═══ Extracted material
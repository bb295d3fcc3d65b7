//! Access log format module
//!
//! Supports multiple log formats:
//! - `combined` (Apache/Nginx combined format)
//! - `common` (Common Log Format - CLF)
//! - `json` (one JSON object per line)
//! - Custom patterns with `$variables`

use chrono::{DateTime, Local};
use serde::Serialize;

const CLF_TIME: &str = "%d/%b/%Y:%H:%M:%S %z";

/// One served request
#[derive(Debug, Clone, Serialize)]
pub struct AccessLogEntry {
    pub remote_addr: String,
    #[serde(serialize_with = "serialize_rfc3339")]
    pub time: DateTime<Local>,
    pub method: String,
    /// Raw request target, query string included
    pub target: String,
    pub http_version: String,
    pub status: u16,
    pub body_bytes: usize,
    pub user_agent: Option<String>,
    pub request_time_us: u64,
}

fn serialize_rfc3339<S>(time: &DateTime<Local>, serializer: S) -> Result<S::Ok, S::Error>
where
    S: serde::Serializer,
{
    serializer.serialize_str(&time.to_rfc3339())
}

impl AccessLogEntry {
    /// Create a new access log entry with current timestamp
    pub fn new(remote_addr: String, method: String, target: String) -> Self {
        Self {
            remote_addr,
            time: Local::now(),
            method,
            target,
            http_version: "1.1".to_string(),
            status: 200,
            body_bytes: 0,
            user_agent: None,
            request_time_us: 0,
        }
    }

    /// Format the log entry according to the specified format
    pub fn format(&self, format: &str) -> String {
        match format {
            "combined" => format!(
                "{} \"-\" \"{}\"",
                self.format_common(),
                self.user_agent.as_deref().unwrap_or("-")
            ),
            "common" => self.format_common(),
            "json" => serde_json::to_string(self).unwrap_or_else(|_| self.format_common()),
            custom => self.format_custom(custom),
        }
    }

    fn request_line(&self) -> String {
        format!("{} {} HTTP/{}", self.method, self.target, self.http_version)
    }

    /// `$remote_addr - - [$time_local] "$request" $status $body_bytes_sent`
    fn format_common(&self) -> String {
        format!(
            "{} - - [{}] \"{}\" {} {}",
            self.remote_addr,
            self.time.format(CLF_TIME),
            self.request_line(),
            self.status,
            self.body_bytes,
        )
    }

    /// Custom format with variable substitution
    ///
    /// Supported variables: `$remote_addr`, `$time_local`, `$time_iso8601`,
    /// `$request`, `$request_method`, `$request_uri`, `$status`,
    /// `$body_bytes_sent`, `$http_user_agent`, `$request_time` (seconds).
    fn format_custom(&self, pattern: &str) -> String {
        #[allow(clippy::cast_precision_loss)]
        let request_time = self.request_time_us as f64 / 1_000_000.0;

        // $request_* must be replaced before $request
        pattern
            .replace("$remote_addr", &self.remote_addr)
            .replace("$time_local", &self.time.format(CLF_TIME).to_string())
            .replace("$time_iso8601", &self.time.to_rfc3339())
            .replace("$request_time", &format!("{request_time:.3}"))
            .replace("$request_method", &self.method)
            .replace("$request_uri", &self.target)
            .replace("$request", &self.request_line())
            .replace("$status", &self.status.to_string())
            .replace("$body_bytes_sent", &self.body_bytes.to_string())
            .replace(
                "$http_user_agent",
                self.user_agent.as_deref().unwrap_or("-"),
            )
    }
}

#[cfg(test)]
mod tests {
    use super::*;

    fn create_test_entry() -> AccessLogEntry {
        let mut entry = AccessLogEntry::new(
            "192.168.1.1".to_string(),
            "GET".to_string(),
            "/suma?dato1=5&dato2=6".to_string(),
        );
        entry.status = 200;
        entry.body_bytes = 55;
        entry.user_agent = Some("curl/8.0".to_string());
        entry.request_time_us = 1_250_000;
        entry
    }

    #[test]
    fn test_format_combined() {
        let log = create_test_entry().format("combined");
        assert!(log.starts_with("192.168.1.1 - - ["));
        assert!(log.contains("\"GET /suma?dato1=5&dato2=6 HTTP/1.1\" 200 55"));
        assert!(log.ends_with("\"-\" \"curl/8.0\""));
    }

    #[test]
    fn test_format_common() {
        let log = create_test_entry().format("common");
        assert!(log.contains("\"GET /suma?dato1=5&dato2=6 HTTP/1.1\" 200 55"));
        assert!(!log.contains("curl/8.0"));
    }

    #[test]
    fn test_format_json() {
        let log = create_test_entry().format("json");
        let value: serde_json::Value = serde_json::from_str(&log).unwrap();
        assert_eq!(value["remote_addr"], "192.168.1.1");
        assert_eq!(value["target"], "/suma?dato1=5&dato2=6");
        assert_eq!(value["status"], 200);
        assert_eq!(value["body_bytes"], 55);
        assert!(value["time"].is_string());
    }

    #[test]
    fn test_format_custom() {
        let log = create_test_entry().format("$request_method $request_uri -> $status in $request_time");
        // 1.25s with 3 decimals
        assert_eq!(log, "GET /suma?dato1=5&dato2=6 -> 200 in 1.250");
    }
}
══════
Assigned task: Could you restate every entry verbatim, please?

Response area:
repository bb295d3fcc3d65b7
//! Access log format module
//!
//! Supports multiple log formats:
//! - `combined` (Apache/Nginx combined format)
//! - `common` (Common Log Format - CLF)
//! - `json` (one JSON object per line)
//! - Custom patterns with `$variables`

use chrono::{DateTime, Local};
use serde::Serialize;

const CLF_TIME: &str = "%d/%b/%Y:%H:%M:%S %z";

/// One served request
#[derive(Debug, Clone, Serialize)]
pub struct AccessLogEntry {
    pub remote_addr: String,
    #[serde(serialize_with = "serialize_rfc3339")]
    pub time: DateTime<Local>,
    pub method: String,
    /// Raw request target, query string included
    pub target: String,
    pub http_version: String,
    pub status: u16,
    pub body_bytes: usize,
    pub user_agent: Option<String>,
    pub request_time_us: u64,
}

fn serialize_rfc3339<S>(time: &DateTime<Local>, serializer: S) -> Result<S::Ok, S::Error>
where
    S: serde::Serializer,
{
    serializer.serialize_str(&time.to_rfc3339())
}

impl AccessLogEntry {
    /// Create a new access log entry with current timestamp
    pub fn new(remote_addr: String, method: String, target: String) -> Self {
        Self {
            remote_addr,
            time: Local::now(),
            method,
            target,
            http_version: "1.1".to_string(),
            status: 200,
            body_bytes: 0,
            user_agent: None,
            request_time_us: 0,
        }
    }

    /// Format the log entry according to the specified format
    pub fn format(&self, format: &str) -> String {
        match format {
            "combined" => format!(
                "{} \"-\" \"{}\"",
                self.format_common(),
                self.user_agent.as_deref().unwrap_or("-")
            ),
            "common" => self.format_common(),
            "json" => serde_json::to_string(self).unwrap_or_else(|_| self.format_common()),
            custom => self.format_custom(custom),
        }
    }

    fn request_line(&self) -> String {
        format!("{} {} HTTP/{}", self.method, self.target, self.http_version)
    }

    /// `$remote_addr - - [$time_local] "$request" $status $body_bytes_sent`
    fn format_common(&self) -> String {
        format!(
            "{} - - [{}] \"{}\" {} {}",
            self.remote_addr,
            self.time.format(CLF_TIME),
            self.request_line(),
            self.status,
            self.body_bytes,
        )
    }

    /// Custom format with variable substitution
    ///
    /// Supported variables: `$remote_addr`, `$time_local`, `$time_iso8601`,
    /// `$request`, `$request_method`, `$request_uri`, `$status`,
    /// `$body_bytes_sent`, `$http_user_agent`, `$request_time` (seconds).
    fn format_custom(&self, pattern: &str) -> String {
        #[allow(clippy::cast_precision_loss)]
        let request_time = self.request_time_us as f64 / 1_000_000.0;

        // $request_* must be replaced before $request
        pattern
            .replace("$remote_addr", &self.remote_addr)
            .replace("$time_local", &self.time.format(CLF_TIME).to_string())
            .replace("$time_iso8601", &self.time.to_rfc3339())
            .replace("$request_time", &format!("{request_time:.3}"))
            .replace("$request_method", &self.method)
            .replace("$request_uri", &self.target)
            .replace("$request", &self.request_line())
            .replace("$status", &self.status.to_string())
            .replace("$body_bytes_sent", &self.body_bytes.to_string())
            .replace(
                "$http_user_agent",
                self.user_agent.as_deref().unwrap_or("-"),
            )
    }
}

#[cfg(test)]
mod tests {
    use super::*;

    fn create_test_entry() -> AccessLogEntry {
        let mut entry = AccessLogEntry::new(
            "192.168.1.1".to_string(),
            "GET".to_string(),
            "/suma?dato1=5&dato2=6".to_string(),
        );
        entry.status = 200;
        entry.body_bytes = 55;
        entry.user_agent = Some("curl/8.0".to_string());
        entry.request_time_us = 1_250_000;
        entry
    }

    #[test]
    fn test_format_combined() {
        let log = create_test_entry().format("combined");
        assert!(log.starts_with("192.168.1.1 - - ["));
        assert!(log.contains("\"GET /suma?dato1=5&dato2=6 HTTP/1.1\" 200 55"));
        assert!(log.ends_with("\"-\" \"curl/8.0\""));
    }

    #[test]
    fn test_format_common() {
        let log = create_test_entry().format("common");
        assert!(log.contains("\"GET /suma?dato1=5&dato2=6 HTTP/1.1\" 200 55"));
        assert!(!log.contains("curl/8.0"));
    }

    #[test]
    fn test_format_json() {
        let log = create_test_entry().format("json");
        let value: serde_json::Value = serde_json::from_str(&log).unwrap();
        assert_eq!(value["remote_addr"], "192.168.1.1");
        assert_eq!(value["target"], "/suma?dato1=5&dato2=6");
        assert_eq!(value["status"], 200);
        assert_eq!(value["body_bytes"], 55);
        assert!(value["time"].is_string());
    }

    #[test]
    fn test_format_custom() {
        let log = create_test_entry().format("$request_method $request_uri -> $status in $request_time");
        // 1.25s with 3 decimals
        assert_eq!(log, "GET /suma?dato1=5&dato2=6 -> 200 in 1.250");
    }
}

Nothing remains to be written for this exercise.